About this exercise> Work through the listing below, copying each line that carries the word "Debug".

Provided records>
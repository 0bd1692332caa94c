//! Typed error handling for the donation registry
//!
//! The search pipeline deliberately has a narrow failure surface:
//!
//! - malformed filter input is coerced to defaults by the normalizer and
//!   is not an error;
//! - an empty result set is a success with `total = 0`;
//! - any data-store failure (count query or page query) aborts the
//!   request and surfaces as HTTP 500 with a plain error string.

use axum::Json;
use axum::http::StatusCode;
use axum::response::{IntoResponse, Response};
use serde::Serialize;
use thiserror::Error;

/// Errors that reach an HTTP handler.
#[derive(Debug, Error)]
pub enum RegistryError {
    /// The underlying data store failed. No partial results are kept;
    /// the whole request fails and nothing is retried.
    #[error(transparent)]
    Store(#[from] anyhow::Error),
}

impl RegistryError {
    pub fn status_code(&self) -> StatusCode {
        match self {
            RegistryError::Store(_) => StatusCode::INTERNAL_SERVER_ERROR,
        }
    }
}

/// Failure envelope: `{"success": false, "error": "<message>"}`.
#[derive(Debug, Serialize)]
pub struct ErrorBody {
    pub success: bool,
    pub error: String,
}

impl IntoResponse for RegistryError {
    fn into_response(self) -> Response {
        let status = self.status_code();
        let message = self.to_string();
        tracing::error!(%status, error = %message, "request failed");

        (
            status,
            Json(ErrorBody {
                success: false,
                error: message,
            }),
        )
            .into_response()
    }
}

Solved exercise>
#[derive(Debug, Error)]
#[derive(Debug, Serialize)]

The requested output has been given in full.